Однажды я спросил его: Вы читали Лотреамона? Нет, Штейгер едва знал это имя.
— Так вот у Лотреамона где-то сказано: «Это прекрасно, как встреча зонтика со швейной машиной на операционном столе». И ведь написано это почти сто лет тому назад! Согласитесь, что в желании изумить, в стремлении поразить воображение чем-либо новым, неслыханным, даже в разрыве с логикой, был сразу поставлен рекорд. Точка. Больше этим заниматься не стоит. Не только потому не стоит, что удивлять, ошеломлять — вообще не дело поэта, но и потому, что нет глупее положения, как удивлять не удивляя: хуже, чем пугать не замечая, что получается «не страшно». А теперь ничем никого не удивишь, «on n'est plus anrusable», как говорила мадам де-Ментенон о своем царственном супруге.

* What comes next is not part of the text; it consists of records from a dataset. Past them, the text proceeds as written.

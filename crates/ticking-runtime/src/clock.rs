//! Fixed-interval tick clock.
//!
//! Tick boundaries sit at `started_at + n * tick_len` for `n >= 1`. Waiting
//! for the next tick:
//! 1. Sample (or accept) the current instant
//! 2. Find the tick the instant falls into
//! 3. Sleep until the following boundary
//! 4. Return that boundary's 1-based number
//!
//! Boundaries that passed while the caller was busy are skipped, never
//! queued: a late caller sees the tick number jump and only sleeps until the
//! next future boundary.

use std::sync::atomic::{AtomicBool, Ordering};
use std::sync::Arc;
use std::time::Duration;
use ticking_common::config::ClockConfig;
use ticking_common::error::{TickingError, TickingResult};
use ticking_common::time::{MonotonicInstant, SystemClock, TimeSource};
use tracing::{debug, error, trace, warn};

/// Longest uninterrupted sleep while waiting on a [`CancelToken`].
const CANCEL_POLL_INTERVAL: Duration = Duration::from_millis(10);

const NANOS_PER_SEC: u128 = 1_000_000_000;

/// Where the next tick boundary is relative to a given instant.
#[derive(Debug, Clone, Copy, PartialEq, Eq)]
pub struct TickSchedule {
    /// 1-based number of the next boundary.
    pub tick: u64,
    /// Instant of the next boundary.
    pub next_tick_at: MonotonicInstant,
    /// Time from the given instant to the next boundary (never zero).
    pub sleep: Duration,
}

/// Heartbeat aligned to a fixed epoch.
///
/// The clock is a pure function of `(epoch, tick_len, now)`; it keeps no
/// tick counter of its own.
#[derive(Debug, Clone)]
pub struct TickClock<S: TimeSource = SystemClock> {
    tick_len: Duration,
    started_at: MonotonicInstant,
    source: S,
}

impl TickClock<SystemClock> {
    /// Create a clock on the system monotonic clock, starting now.
    ///
    /// # Errors
    ///
    /// Returns [`TickingError::InvalidConfiguration`] if `tick_len` is zero.
    pub fn new(tick_len: Duration) -> TickingResult<Self> {
        Self::with_source(tick_len, SystemClock::default(), None)
    }

    /// Create a clock with a tick length in fractional seconds.
    ///
    /// # Errors
    ///
    /// Returns [`TickingError::InvalidConfiguration`] unless `tick_len` is
    /// finite and greater than zero.
    pub fn from_secs_f64(tick_len: f64) -> TickingResult<Self> {
        if !tick_len.is_finite() || tick_len <= 0.0 {
            return Err(TickingError::InvalidConfiguration(format!(
                "tick length must be a positive number of seconds, got {tick_len}"
            )));
        }
        let tick_len = Duration::try_from_secs_f64(tick_len)
            .map_err(|e| TickingError::InvalidConfiguration(e.to_string()))?;
        Self::new(tick_len)
    }

    /// Create a clock from configuration, starting now.
    ///
    /// # Errors
    ///
    /// Returns [`TickingError::InvalidConfiguration`] if the configuration is
    /// invalid.
    pub fn from_config(config: &ClockConfig) -> TickingResult<Self> {
        config.validate()?;
        Self::with_source(config.tick_len, SystemClock::new(config.source), None)
    }
}

impl<S: TimeSource> TickClock<S> {
    /// Create a clock on an explicit time source.
    ///
    /// `start` is the epoch; pass the same value to several clocks to keep
    /// their boundaries aligned. `None` captures the source's current time.
    ///
    /// # Errors
    ///
    /// Returns [`TickingError::InvalidConfiguration`] if `tick_len` is zero.
    pub fn with_source(
        tick_len: Duration,
        source: S,
        start: Option<MonotonicInstant>,
    ) -> TickingResult<Self> {
        if tick_len.is_zero() {
            return Err(TickingError::InvalidConfiguration(
                "tick length must be greater than zero".into(),
            ));
        }

        let started_at = start.unwrap_or_else(|| source.now());
        debug!(
            tick_len_us = tick_len.as_micros() as u64,
            %started_at,
            "Tick clock created"
        );

        Ok(Self {
            tick_len,
            started_at,
            source,
        })
    }

    /// Move the epoch to `start`, or to the source's current time.
    pub fn reset(&mut self, start: Option<MonotonicInstant>) {
        self.started_at = start.unwrap_or_else(|| self.source.now());
        debug!(started_at = %self.started_at, "Tick clock epoch reset");
    }

    /// Length of one tick.
    #[must_use]
    pub fn tick_len(&self) -> Duration {
        self.tick_len
    }

    /// Epoch the boundaries are measured from.
    #[must_use]
    pub fn started_at(&self) -> MonotonicInstant {
        self.started_at
    }

    /// The time source in use.
    #[must_use]
    pub fn source(&self) -> &S {
        &self.source
    }

    /// Offset of boundary `tick` from the epoch.
    #[must_use]
    pub fn elapsed_for(&self, tick: u64) -> Duration {
        nanos_to_duration(self.tick_len.as_nanos().saturating_mul(u128::from(tick)))
    }

    /// Compute the next boundary after `now` without sleeping.
    ///
    /// # Errors
    ///
    /// Returns [`TickingError::TimeTravel`] if `now` is before the epoch.
    pub fn schedule(&self, now: MonotonicInstant) -> TickingResult<TickSchedule> {
        let since_epoch = now
            .checked_duration_since(self.started_at)
            .ok_or(TickingError::TimeTravel {
                now,
                epoch: self.started_at,
            })?
            .as_nanos();

        let tick_ns = self.tick_len.as_nanos();
        let current_tick = since_epoch / tick_ns;
        let next_offset = (current_tick + 1) * tick_ns;
        let sleep = nanos_to_duration(next_offset - since_epoch);

        Ok(TickSchedule {
            tick: u64::try_from(current_tick + 1).unwrap_or(u64::MAX),
            next_tick_at: now + sleep,
            sleep,
        })
    }

    /// Block until the next tick boundary and return its number.
    ///
    /// `now` overrides the sampled current time.
    ///
    /// # Errors
    ///
    /// Returns [`TickingError::TimeTravel`] if the current time is before
    /// the epoch. This means the time source is broken and is not worth
    /// retrying.
    pub fn wait_until_next_tick(&self, now: Option<MonotonicInstant>) -> TickingResult<u64> {
        let schedule = self.resolve_schedule(now)?;

        trace!(
            tick = schedule.tick,
            sleep_us = schedule.sleep.as_micros() as u64,
            "Waiting for next tick"
        );
        self.source.sleep(schedule.sleep);

        Ok(schedule.tick)
    }

    /// Like [`wait_until_next_tick`](Self::wait_until_next_tick), but gives
    /// up when `cancel` fires.
    ///
    /// The token is checked at least every 10ms of sleep.
    ///
    /// # Errors
    ///
    /// Returns [`TickingError::Cancelled`] if the token fires before the
    /// boundary, or [`TickingError::TimeTravel`] as for the blocking wait.
    pub fn wait_until_next_tick_cancellable(
        &self,
        now: Option<MonotonicInstant>,
        cancel: &CancelToken,
    ) -> TickingResult<u64> {
        let schedule = self.resolve_schedule(now)?;

        let mut remaining = schedule.sleep;
        while !remaining.is_zero() {
            if cancel.is_cancelled() {
                debug!(tick = schedule.tick, "Tick wait cancelled");
                return Err(TickingError::Cancelled);
            }
            let slice = remaining.min(CANCEL_POLL_INTERVAL);
            self.source.sleep(slice);
            remaining -= slice;
        }

        Ok(schedule.tick)
    }

    /// Iterate over ticks, blocking on every step.
    ///
    /// Each call starts from wherever the clock currently is; the epoch is
    /// not touched.
    pub fn ticks(&self) -> Ticks<'_, S> {
        Ticks {
            clock: self,
            cancel: None,
            last_tick: None,
            missed: 0,
            done: false,
        }
    }

    fn resolve_schedule(&self, now: Option<MonotonicInstant>) -> TickingResult<TickSchedule> {
        let now = now.unwrap_or_else(|| self.source.now());
        self.schedule(now).map_err(|e| {
            error!(error = %e, "Time source reported an instant before the clock epoch");
            e
        })
    }
}

impl<'a, S: TimeSource> IntoIterator for &'a TickClock<S> {
    type Item = TickingResult<(u64, Duration)>;
    type IntoIter = Ticks<'a, S>;

    fn into_iter(self) -> Self::IntoIter {
        self.ticks()
    }
}

/// Infinite iterator of `(tick, elapsed)` pairs, where `elapsed` is the
/// boundary's offset from the epoch.
///
/// Yields at most one error, then ends.
#[derive(Debug)]
pub struct Ticks<'a, S: TimeSource> {
    clock: &'a TickClock<S>,
    cancel: Option<CancelToken>,
    last_tick: Option<u64>,
    missed: u64,
    done: bool,
}

impl<S: TimeSource> Ticks<'_, S> {
    /// End the iteration with [`TickingError::Cancelled`] once `token` fires.
    #[must_use]
    pub fn cancel_on(mut self, token: CancelToken) -> Self {
        self.cancel = Some(token);
        self
    }

    /// Boundaries skipped between consecutive items of this iterator.
    #[must_use]
    pub fn missed(&self) -> u64 {
        self.missed
    }
}

impl<S: TimeSource> Iterator for Ticks<'_, S> {
    type Item = TickingResult<(u64, Duration)>;

    fn next(&mut self) -> Option<Self::Item> {
        if self.done {
            return None;
        }

        let waited = match &self.cancel {
            Some(token) => self.clock.wait_until_next_tick_cancellable(None, token),
            None => self.clock.wait_until_next_tick(None),
        };
        let tick = match waited {
            Ok(tick) => tick,
            Err(e) => {
                self.done = true;
                return Some(Err(e));
            }
        };

        if let Some(last) = self.last_tick {
            let skipped = tick.saturating_sub(last).saturating_sub(1);
            if skipped > 0 {
                self.missed += skipped;
                warn!(tick, skipped, "Missed tick boundaries");
            }
        }
        self.last_tick = Some(tick);

        Some(Ok((tick, self.clock.elapsed_for(tick))))
    }
}

/// Shared flag for interrupting cancellable waits from another thread.
#[derive(Debug, Clone, Default)]
pub struct CancelToken {
    cancelled: Arc<AtomicBool>,
}

impl CancelToken {
    /// Create a token that has not fired.
    #[must_use]
    pub fn new() -> Self {
        Self::default()
    }

    /// Fire the token. Every clone observes it.
    pub fn cancel(&self) {
        self.cancelled.store(true, Ordering::Release);
    }

    /// Check if the token has fired.
    #[inline]
    #[must_use]
    pub fn is_cancelled(&self) -> bool {
        self.cancelled.load(Ordering::Acquire)
    }
}

fn nanos_to_duration(nanos: u128) -> Duration {
    let secs = u64::try_from(nanos / NANOS_PER_SEC).unwrap_or(u64::MAX);
    // remainder is always below one second
    Duration::new(secs, (nanos % NANOS_PER_SEC) as u32)
}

У поэзии есть вкрадчивые, вероломные внутренние враги: развязность, остроумие.
Худший враг — развязность, прокрадывающийся в стихи под лживым предлогом, что пора, мол, перестать писать о цветочках да ручейках, что теперь, мол, другое время, помилуйте, в нашу эпоху… Обрываю фразу, — потому, что тошно становится от одного воспоминания об этих разглагольствованиях.
Маяковский был чрезвычайно даровитым поэтом, и скажу мимоходом, я только руками развожу, когда люди, казалось бы, в поэзии толк знающие, это отрицают. Очевидно они смешивают два разнородных понятия — поэзию и поэтичность. Маяковский был поэтом некрасовского склада, с более заметной чем у Некрасова склонностью к ораторству, с такими же, как у Некрасова, трагическими интонациями, — особенно в молодости, в период «Облака в штанах», до «кроме, как в Моссельпроме». Но Маяковского убила развязность: именно в этом его смертный грех перед поэзией. «Что вы там, чорт вас подери!., вот я…» и так далее: это было в самой его натуре, и это невыносимо. (Как и у Горького в юности: фальшь в каждом слове, потому, что развязность всегда фальшива. Но Горький во время это почувствовал, и с годами манеру эту почти — не вполне, всё-таки, — оставил. У Маяковского наоборот: чем дальше, тем хуже).
Он бывал блестящ на эстраде, но эстраде — грош цена. Стихи его с эстрады и до сих пор, при умелом — не актерском, конечно, — чтении звучат, как мало какие другие. Но с глазу на глаз, один на один, в нем нет ничего, будто он начисто сам себя обокрал.
Остроумие — явление того же порядка. Штейгер постоянно со мной из-за него спорил, а если и уступал, то нехотя будто отказываясь от чего-то ему дорогого, — и однажды с торжеством принес мне том Жуковского, где нашел такие слова:
«Мечтательность, дар воображать, остроумие, тонкая чувствительность — вот истинные качества стихотворца».
Едва ли однако Жуковский отстаивал остроумие в нашем, теперешнем значении, т. е. как остроумничание, юмор, игру слов, и значит, в конце концов уподобление стихотворения анекдоту: он сам в поэзии своей был слишком от этого далек. Вероятно он имел в виду «острый ум», т. е. сознательность вдохновения, сотрудничество рассудка с чувством, вплоть до взаимного контроля.